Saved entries
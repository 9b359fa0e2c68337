use std::collections::BTreeMap;
use std::sync::Arc;

use crate::config::{ProviderSettings, RuntimeProviderConfig};
use crate::error::{ProviderError, ResolveError};
use crate::providers::{
    ElasticMetricsProvider, EnvOverrideProvider, EnvParamsProvider, LinearFormula,
    NewRelicMetricsProvider, StaticMetricsProvider,
};
use crate::traits::{FormulaProvider, OverrideProvider, ParamsProvider, RuntimeMetricsProvider};
use crate::types::ProviderRole;

pub fn build_runtime_provider(
    cfg: RuntimeProviderConfig,
) -> Result<Arc<dyn RuntimeMetricsProvider>, ProviderError> {
    match cfg {
        RuntimeProviderConfig::NewRelic(s) => Ok(Arc::new(NewRelicMetricsProvider::new(s)?)),
        RuntimeProviderConfig::Elastic(s) => Ok(Arc::new(ElasticMetricsProvider::new(s)?)),
        RuntimeProviderConfig::Static(records) => Ok(Arc::new(StaticMetricsProvider::new(records))),
    }
}

/// Name-to-implementation lookup for every provider role.
///
/// Built once at startup; an unknown name fails immediately with
/// [`ResolveError::Unregistered`].
#[derive(Default, Clone)]
pub struct ProviderRegistry {
    runtime: BTreeMap<String, Arc<dyn RuntimeMetricsProvider>>,
    formula: BTreeMap<String, Arc<dyn FormulaProvider>>,
    overrides: BTreeMap<String, Arc<dyn OverrideProvider>>,
    params: BTreeMap<String, Arc<dyn ParamsProvider>>,
}

impl ProviderRegistry {
    pub fn new() -> Self {
        Self::default()
    }

    pub fn with_builtins(settings: &ProviderSettings) -> Result<Self, ProviderError> {
        let mut registry = Self::new();
        for cfg in [
            RuntimeProviderConfig::NewRelic(settings.clone()),
            RuntimeProviderConfig::Elastic(settings.clone()),
        ] {
            let provider = build_runtime_provider(cfg)?;
            registry.register_runtime(provider.name(), provider);
        }
        registry.register_formula(LinearFormula::NAME, Arc::new(LinearFormula));
        registry.register_overrides(EnvOverrideProvider::NAME, Arc::new(EnvOverrideProvider::new()));
        registry.register_params(EnvParamsProvider::NAME, Arc::new(EnvParamsProvider::new()));
        Ok(registry)
    }

    pub fn register_runtime(
        &mut self,
        name: impl Into<String>,
        provider: Arc<dyn RuntimeMetricsProvider>,
    ) -> &mut Self {
        self.runtime.insert(name.into(), provider);
        self
    }

    pub fn register_formula(
        &mut self,
        name: impl Into<String>,
        provider: Arc<dyn FormulaProvider>,
    ) -> &mut Self {
        self.formula.insert(name.into(), provider);
        self
    }

    pub fn register_overrides(
        &mut self,
        name: impl Into<String>,
        provider: Arc<dyn OverrideProvider>,
    ) -> &mut Self {
        self.overrides.insert(name.into(), provider);
        self
    }

    pub fn register_params(
        &mut self,
        name: impl Into<String>,
        provider: Arc<dyn ParamsProvider>,
    ) -> &mut Self {
        self.params.insert(name.into(), provider);
        self
    }

    pub fn runtime(&self, name: &str) -> Result<Arc<dyn RuntimeMetricsProvider>, ResolveError> {
        lookup(&self.runtime, ProviderRole::RuntimeMetrics, name)
    }

    pub fn formula(&self, name: &str) -> Result<Arc<dyn FormulaProvider>, ResolveError> {
        lookup(&self.formula, ProviderRole::Formula, name)
    }

    pub fn overrides(&self, name: &str) -> Result<Arc<dyn OverrideProvider>, ResolveError> {
        lookup(&self.overrides, ProviderRole::Overrides, name)
    }

    pub fn params(&self, name: &str) -> Result<Arc<dyn ParamsProvider>, ResolveError> {
        lookup(&self.params, ProviderRole::Params, name)
    }

    pub fn names(&self, role: ProviderRole) -> Vec<&str> {
        match role {
            ProviderRole::RuntimeMetrics => self.runtime.keys().map(String::as_str).collect(),
            ProviderRole::Formula => self.formula.keys().map(String::as_str).collect(),
            ProviderRole::Overrides => self.overrides.keys().map(String::as_str).collect(),
            ProviderRole::Params => self.params.keys().map(String::as_str).collect(),
        }
    }
}

fn lookup<T: ?Sized>(
    table: &BTreeMap<String, Arc<T>>,
    role: ProviderRole,
    name: &str,
) -> Result<Arc<T>, ResolveError> {
    table
        .get(name.trim())
        .cloned()
        .ok_or_else(|| ResolveError::Unregistered {
            role,
            name: name.to_string(),
        })
}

To do — Tally the lines of the data that contain the string "Unregistered", and report nothing but the tally.

Final answer — 2